**RECORDS TO USE**
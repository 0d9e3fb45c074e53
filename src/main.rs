//! CLI entry point for `mailnorm`.

use std::path::{Path, PathBuf};

use clap::{CommandFactory, Parser, Subcommand};

use mailnorm::adapter::{AdapterOptions, IncomingMessage, MessageAdapter};
use mailnorm::config::{self, Config};
use mailnorm::model::attachment::Attachment;
use mailnorm::normalize::conversation::ConversationIdMode;
use mailnorm::store::eml_dir::EmlDirStore;
use mailnorm::store::{FolderId, ItemId};

#[derive(Parser)]
#[command(
    name = "mailnorm",
    version,
    about = "Normalize inbound mail items into a uniform message model"
)]
struct Cli {
    #[command(subcommand)]
    command: Commands,

    /// Conversation id mode (index, guid-only). Overrides the config file.
    #[arg(long, global = true, value_name = "MODE")]
    mode: Option<ConversationIdMode>,

    /// Verbose logging (-v info, -vv debug, -vvv trace)
    #[arg(short, long, global = true, action = clap::ArgAction::Count)]
    verbose: u8,
}

#[derive(Subcommand)]
enum Commands {
    /// Show a normalized message
    Show {
        /// Store root directory
        root: PathBuf,
        /// Item id (path relative to the root)
        item: String,
        #[arg(long)]
        json: bool,
    },
    /// List items in a folder
    List {
        root: PathBuf,
        folder: Option<String>,
    },
    /// Save the MIME content of an item
    Save {
        root: PathBuf,
        item: String,
        #[arg(short, long)]
        output: Option<PathBuf>,
    },
    /// Extract the attachments of an item
    Attachments {
        root: PathBuf,
        item: String,
        #[arg(short, long)]
        output: PathBuf,
    },
    /// Move an item to another folder
    Move {
        root: PathBuf,
        item: String,
        destination: String,
    },
    /// Delete an item (moved to trash unless --hard)
    Delete {
        root: PathBuf,
        item: String,
        #[arg(long)]
        hard: bool,
    },
    /// Reply to an item with an HTML body
    Reply {
        root: PathBuf,
        item: String,
        #[arg(long)]
        body: String,
        /// Reply to all recipients
        #[arg(long)]
        all: bool,
    },
    /// Write the default configuration file
    InitConfig,
    /// Generate shell completions
    Completions {
        #[arg(value_enum)]
        shell: clap_complete::Shell,
    },
    /// Generate a man page
    Manpage,
}

fn main() -> anyhow::Result<()> {
    let cli = Cli::parse();

    let config = config::load_config();

    let log_level = match cli.verbose {
        0 => config.general.log_level.as_str(),
        1 => "info",
        2 => "debug",
        _ => "trace",
    };
    setup_logging(log_level, &config);

    let mut options = AdapterOptions::from_config(&config);
    if let Some(mode) = cli.mode {
        options = options.with_conversation_mode(mode);
    }

    match cli.command {
        Commands::Show { root, item, json } => cmd_show(&root, &item, json, options),
        Commands::List { root, folder } => cmd_list(&root, folder.as_deref()),
        Commands::Save { root, item, output } => {
            cmd_save(&root, &item, output.as_deref(), options)
        }
        Commands::Attachments { root, item, output } => {
            cmd_attachments(&root, &item, &output, options)
        }
        Commands::Move {
            root,
            item,
            destination,
        } => cmd_move(&root, &item, &destination, options),
        Commands::Delete { root, item, hard } => cmd_delete(&root, &item, hard, options),
        Commands::Reply {
            root,
            item,
            body,
            all,
        } => cmd_reply(&root, &item, &body, all, options),
        Commands::InitConfig => cmd_init_config(&config),
        Commands::Completions { shell } => cmd_completions(shell),
        Commands::Manpage => cmd_manpage(),
    }
}

/// Set up tracing with stderr output and optional file logging.
fn setup_logging(level: &str, config: &Config) {
    use tracing_subscriber::layer::SubscriberExt;
    use tracing_subscriber::util::SubscriberInitExt;

    let env_filter = tracing_subscriber::EnvFilter::try_from_default_env()
        .unwrap_or_else(|_| tracing_subscriber::EnvFilter::new(level));

    let stderr_layer = tracing_subscriber::fmt::layer().with_writer(std::io::stderr);

    let log_dir = config::cache_dir(config);
    if std::fs::create_dir_all(&log_dir).is_ok() {
        let file_appender = tracing_appender::rolling::never(&log_dir, "mailnorm.log");
        let file_layer = tracing_subscriber::fmt::layer()
            .with_ansi(false)
            .with_writer(file_appender);

        tracing_subscriber::registry()
            .with(env_filter)
            .with(stderr_layer)
            .with(file_layer)
            .init();
    } else {
        tracing_subscriber::registry()
            .with(env_filter)
            .with(stderr_layer)
            .init();
    }
}

fn open_adapter(root: &Path, options: AdapterOptions) -> anyhow::Result<MessageAdapter<EmlDirStore>> {
    let store = EmlDirStore::open(root)?;
    Ok(MessageAdapter::with_defaults(store, options))
}

fn cmd_show(root: &Path, item: &str, json: bool, options: AdapterOptions) -> anyhow::Result<()> {
    let adapter = open_adapter(root, options)?;
    let msg = adapter.hydrate(&ItemId::from(item))?;

    if json {
        println!("{}", serde_json::to_string_pretty(&msg.summary())?);
    } else {
        print_message(&msg);
    }
    Ok(())
}

fn print_message(msg: &IncomingMessage<'_>) {
    use humansize::{format_size, BINARY};

    let conversation_id = msg
        .conversation_id()
        .unwrap_or_else(|e| format!("<{e}>"));
    let join = |list: &[mailnorm::model::address::EmailAddress]| {
        list.iter()
            .map(ToString::to_string)
            .collect::<Vec<_>>()
            .join(", ")
    };

    println!();
    println!("  {:<16} {}", "Item", msg.id());
    println!("  {:<16} {}", "Subject", msg.subject());
    println!("  {:<16} {}", "Topic", msg.conversation_topic());
    println!("  {:<16} {}", "Conversation", conversation_id);
    if let Some(index) = msg.conversation_index() {
        println!("  {:<16} {}", "Reply depth", index.reply_depth());
    }
    println!("  {:<16} {}", "From", msg.sender());
    println!("  {:<16} {}", "To", join(msg.to()));
    if !msg.cc().is_empty() {
        println!("  {:<16} {}", "Cc", join(msg.cc()));
    }
    println!("  {:<16} {}", "Sent", msg.sent_on().format("%Y-%m-%d %H:%M:%S UTC"));
    println!(
        "  {:<16} {}",
        "Received",
        msg.received_on().format("%Y-%m-%d %H:%M:%S UTC")
    );
    if let Some(meeting) = msg.meeting() {
        println!("  {:<16} {}", "Location", meeting.location);
        println!(
            "  {:<16} {} → {}",
            "When",
            meeting.start.format("%Y-%m-%d %H:%M"),
            meeting.end.format("%H:%M")
        );
    }
    println!(
        "  {:<16} {}",
        "Size",
        format_size(msg.mime_content().len() as u64, BINARY)
    );

    if !msg.attachments().is_empty() {
        println!();
        println!("  Attachments:");
        for att in msg.attachments() {
            let kind = if att.is_item() { "item" } else { "file" };
            println!(
                "    [{kind}] {:<40} {:>10}",
                att.name(),
                format_size(att.content().len() as u64, BINARY)
            );
        }
    }

    println!();
    println!("{}", msg.plain_text_body());
}

fn cmd_list(root: &Path, folder: Option<&str>) -> anyhow::Result<()> {
    let store = EmlDirStore::open(root)?;
    let folder = folder.map(FolderId::from);
    let ids = store.list(folder.as_ref())?;

    if ids.is_empty() {
        println!("  No items found.");
    }
    for id in ids {
        println!("{id}");
    }
    Ok(())
}

fn cmd_save(
    root: &Path,
    item: &str,
    output: Option<&Path>,
    options: AdapterOptions,
) -> anyhow::Result<()> {
    let adapter = open_adapter(root, options)?;
    let msg = adapter.hydrate(&ItemId::from(item))?;
    let path = msg.save_to_file(output)?;
    println!("  Saved to {}", path.display());
    Ok(())
}

fn cmd_attachments(
    root: &Path,
    item: &str,
    output: &Path,
    options: AdapterOptions,
) -> anyhow::Result<()> {
    use humansize::{format_size, BINARY};

    let adapter = open_adapter(root, options)?;
    let msg = adapter.hydrate(&ItemId::from(item))?;

    if msg.attachments().is_empty() {
        println!("  No attachments found.");
        return Ok(());
    }

    let mut total = 0u64;
    let saved = msg
        .attachments()
        .iter()
        .map(|att: &Attachment| {
            total += att.content().len() as u64;
            att.save_to(output)
        })
        .collect::<Result<Vec<_>, _>>()?;

    println!(
        "  Extracted {} attachment(s) ({}) to {}",
        saved.len(),
        format_size(total, BINARY),
        output.display()
    );
    Ok(())
}

fn cmd_move(
    root: &Path,
    item: &str,
    destination: &str,
    options: AdapterOptions,
) -> anyhow::Result<()> {
    let adapter = open_adapter(root, options)?;
    let msg = adapter.hydrate(&ItemId::from(item))?;
    msg.move_to(&FolderId::from(destination))?;
    println!("  Moved {item} to {destination}");
    Ok(())
}

fn cmd_delete(root: &Path, item: &str, hard: bool, options: AdapterOptions) -> anyhow::Result<()> {
    let adapter = open_adapter(root, options)?;
    let msg = adapter.hydrate(&ItemId::from(item))?;
    msg.delete(!hard)?;
    if hard {
        println!("  Deleted {item}");
    } else {
        println!("  Moved {item} to trash");
    }
    Ok(())
}

fn cmd_reply(
    root: &Path,
    item: &str,
    body: &str,
    all: bool,
    options: AdapterOptions,
) -> anyhow::Result<()> {
    let adapter = open_adapter(root, options)?;
    let msg = adapter.hydrate(&ItemId::from(item))?;
    msg.reply(body, all)?;
    println!("  Reply written to outbox");
    Ok(())
}

fn cmd_init_config(config: &Config) -> anyhow::Result<()> {
    config::save_config(config)?;
    if let Some(path) = config::config_file_path() {
        println!("  Wrote {}", path.display());
    }
    Ok(())
}

/// Generate shell completions and print to stdout.
fn cmd_completions(shell: clap_complete::Shell) -> anyhow::Result<()> {
    let mut cmd = Cli::command();
    clap_complete::generate(shell, &mut cmd, "mailnorm", &mut std::io::stdout());
    Ok(())
}

/// Generate a man page and print to stdout.
fn cmd_manpage() -> anyhow::Result<()> {
    let cmd = Cli::command();
    let man = clap_mangen::Man::new(cmd);
    let mut buf = Vec::new();
    man.render(&mut buf)?;
    std::io::Write::write_all(&mut std::io::stdout(), &buf)?;
    Ok(())
}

**TASK INSTRUCTIONS**
Using the word "join" as the filter, copy each matching line from the material.

**TASK OUTPUT**
    let join = |list: &[mailnorm::model::address::EmailAddress]| {
            .join(", ")
    println!("  {:<16} {}", "To", join(msg.to()));
        println!("  {:<16} {}", "Cc", join(msg.cc()));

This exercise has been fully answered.